Ближе к осени похоронившая его заочно жена полезла в шкаф, чтобы перетряхнуть одежду, но так ничего и не почувствовала, даже запаха. У нее был уже новый муж, новые заботы. А ее бывший, человек, воплощенный в мысль о своей материальной бессмысленности, выпорхнул незаметно в форточку и повис над городом легким облаком, до которого никому не было дела.
В том рассказе он все-таки выпал на землю каким-то осадком, дождем или снегом, - не помню точно. Называлась история "История болезни".

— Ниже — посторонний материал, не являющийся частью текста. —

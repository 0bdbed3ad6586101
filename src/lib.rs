pub mod audit;
pub mod config;
pub mod db;
pub mod domain;
pub mod dto;
pub mod entity;
pub mod error;
pub mod middleware;
pub mod mirror;
pub mod models;
pub mod routes;
pub mod services;
pub mod state;
pub mod sweeper;
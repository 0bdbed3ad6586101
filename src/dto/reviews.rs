use serde::{Deserialize, Serialize};
use utoipa::ToSchema;
use uuid::Uuid;

use crate::{domain::sentiment::Ratings, error::AppError, models::Review};

#[derive(Debug, Clone, Deserialize, ToSchema)]
#[serde(rename_all = "camelCase")]
pub struct CreateReviewRequest {
    pub booking_id: Option<Uuid>,
    pub rating: Option<i16>,
    pub title: Option<String>,
    pub comment: Option<String>,
    pub service_rating: Option<i16>,
    pub value_rating: Option<i16>,
    pub location_rating: Option<i16>,
}

impl CreateReviewRequest {
    pub fn booking_id(&self) -> Result<Uuid, AppError> {
        self.booking_id
            .ok_or_else(|| AppError::MissingField("bookingId".into()))
    }

    pub fn ratings(&self) -> Result<Ratings, AppError> {
        let rating = self
            .rating
            .ok_or_else(|| AppError::MissingField("rating".into()))?;
        let ratings = Ratings {
            rating,
            service: self.service_rating,
            value: self.value_rating,
            location: self.location_rating,
        };
        ratings.validate()?;
        Ok(ratings)
    }
}

#[derive(Debug, Serialize, ToSchema)]
pub struct ReviewEnvelope {
    pub review: Review,
}

#[derive(Debug, Serialize, ToSchema)]
#[serde(rename_all = "camelCase")]
pub struct TopReview {
    #[serde(flatten)]
    pub review: Review,
    pub customer_name: Option<String>,
    pub product_name: Option<String>,
}

#[derive(Debug, Serialize, ToSchema)]
pub struct ReviewList {
    pub reviews: Vec<TopReview>,
}
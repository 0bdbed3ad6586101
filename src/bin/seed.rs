use fastboat_booking_api::{
    config::AppConfig,
    db::{connect, run_migrations},
};
use uuid::Uuid;

struct Route {
    product: &'static str,
    location: &'static str,
    departure_port: &'static str,
    arrival_port: &'static str,
    departure_time: &'static str,
    arrival_time: &'static str,
    price_idr: i64,
}

const ROUTES: &[Route] = &[
    Route {
        product: "Sanur - Nusa Penida Express",
        location: "Sanur",
        departure_port: "Sanur",
        arrival_port: "Nusa Penida",
        departure_time: "08:00",
        arrival_time: "08:45",
        price_idr: 100_000,
    },
    Route {
        product: "Nusa Penida - Sanur Express",
        location: "Nusa Penida",
        departure_port: "Nusa Penida",
        arrival_port: "Sanur",
        departure_time: "16:00",
        arrival_time: "16:45",
        price_idr: 100_000,
    },
    Route {
        product: "Padang Bai - Gili Trawangan",
        location: "Padang Bai",
        departure_port: "Padang Bai",
        arrival_port: "Gili Trawangan",
        departure_time: "09:00",
        arrival_time: "10:30",
        price_idr: 350_000,
    },
    Route {
        product: "Serangan - Nusa Lembongan",
        location: "Serangan",
        departure_port: "Serangan",
        arrival_port: "Nusa Lembongan",
        departure_time: "10:00",
        arrival_time: "10:40",
        price_idr: 150_000,
    },
];

#[tokio::main]
async fn main() -> anyhow::Result<()> {
    dotenvy::dotenv().ok();
    let config = AppConfig::from_env()?;

    let (pool, orm) = connect(&config.database_url).await?;
    // Ensure migrations are applied.
    run_migrations(&orm).await?;

    let tenant_id = ensure_tenant(&pool, "Bali Blue Fastboat").await?;
    let boat_id = ensure_boat(&pool, tenant_id, "Blue Marlin", 40).await?;
    for route in ROUTES {
        seed_route(&pool, tenant_id, boat_id, route).await?;
    }
    let user_id = ensure_user(&pool, "traveller@example.com", "Demo Traveller").await?;

    println!("Seed completed. Tenant ID: {tenant_id}, User ID: {user_id}");
    Ok(())
}

async fn ensure_tenant(pool: &sqlx::PgPool, name: &str) -> anyhow::Result<Uuid> {
    let (id,): (Uuid,) = sqlx::query_as(
        r#"
        INSERT INTO tenants (id, name)
        VALUES ($1, $2)
        ON CONFLICT (name) DO UPDATE SET name = EXCLUDED.name
        RETURNING id
        "#,
    )
    .bind(Uuid::new_v4())
    .bind(name)
    .fetch_one(pool)
    .await?;

    println!("Ensured tenant {name}");
    Ok(id)
}

async fn ensure_boat(
    pool: &sqlx::PgPool,
    tenant_id: Uuid,
    name: &str,
    capacity: i32,
) -> anyhow::Result<Uuid> {
    let existing: Option<(Uuid,)> =
        sqlx::query_as("SELECT id FROM boats WHERE tenant_id = $1 AND name = $2")
            .bind(tenant_id)
            .bind(name)
            .fetch_optional(pool)
            .await?;
    if let Some((id,)) = existing {
        return Ok(id);
    }

    let id = Uuid::new_v4();
    sqlx::query("INSERT INTO boats (id, tenant_id, name, capacity) VALUES ($1, $2, $3, $4)")
        .bind(id)
        .bind(tenant_id)
        .bind(name)
        .bind(capacity)
        .execute(pool)
        .await?;

    println!("Ensured boat {name} (capacity={capacity})");
    Ok(id)
}

async fn seed_route(
    pool: &sqlx::PgPool,
    tenant_id: Uuid,
    boat_id: Uuid,
    route: &Route,
) -> anyhow::Result<()> {
    let (product_id,): (Uuid,) = sqlx::query_as(
        r#"
        INSERT INTO products (id, tenant_id, name, location)
        VALUES ($1, $2, $3, $4)
        ON CONFLICT (name) DO UPDATE SET location = EXCLUDED.location
        RETURNING id
        "#,
    )
    .bind(Uuid::new_v4())
    .bind(tenant_id)
    .bind(route.product)
    .bind(route.location)
    .fetch_one(pool)
    .await?;

    // Capacity is left to the boat so ledgers pick up its seat count.
    sqlx::query(
        r#"
        INSERT INTO schedules (id, product_id, boat_id, departure_port, arrival_port,
                               departure_time, arrival_time, price_idr)
        SELECT $1, $2, $3, $4, $5, $6, $7, $8
        WHERE NOT EXISTS (
            SELECT 1 FROM schedules
            WHERE product_id = $2 AND departure_time = $6
        )
        "#,
    )
    .bind(Uuid::new_v4())
    .bind(product_id)
    .bind(boat_id)
    .bind(route.departure_port)
    .bind(route.arrival_port)
    .bind(route.departure_time)
    .bind(route.arrival_time)
    .bind(route.price_idr)
    .execute(pool)
    .await?;

    println!("Seeded route {} -> {}", route.departure_port, route.arrival_port);
    Ok(())
}

async fn ensure_user(pool: &sqlx::PgPool, email: &str, full_name: &str) -> anyhow::Result<Uuid> {
    let (id,): (Uuid,) = sqlx::query_as(
        r#"
        INSERT INTO users (id, email, full_name)
        VALUES ($1, $2, $3)
        ON CONFLICT (email) DO UPDATE SET full_name = EXCLUDED.full_name
        RETURNING id
        "#,
    )
    .bind(Uuid::new_v4())
    .bind(email)
    .bind(full_name)
    .fetch_one(pool)
    .await?;

    println!("Ensured user {email}");
    Ok(id)
}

Сейчас бы я закончил этот рассказ по-другому. Я бы развеял облако ветром до "Ничего", объявив, что мысль без слова – лишь вздох. И рассказ назвал бы "Вздох", на который и потратились тридцать лет жизни этого человека, а вслух произнесены так и не были.
Может, тогда бы хоть это кого-нибудь да испугало?..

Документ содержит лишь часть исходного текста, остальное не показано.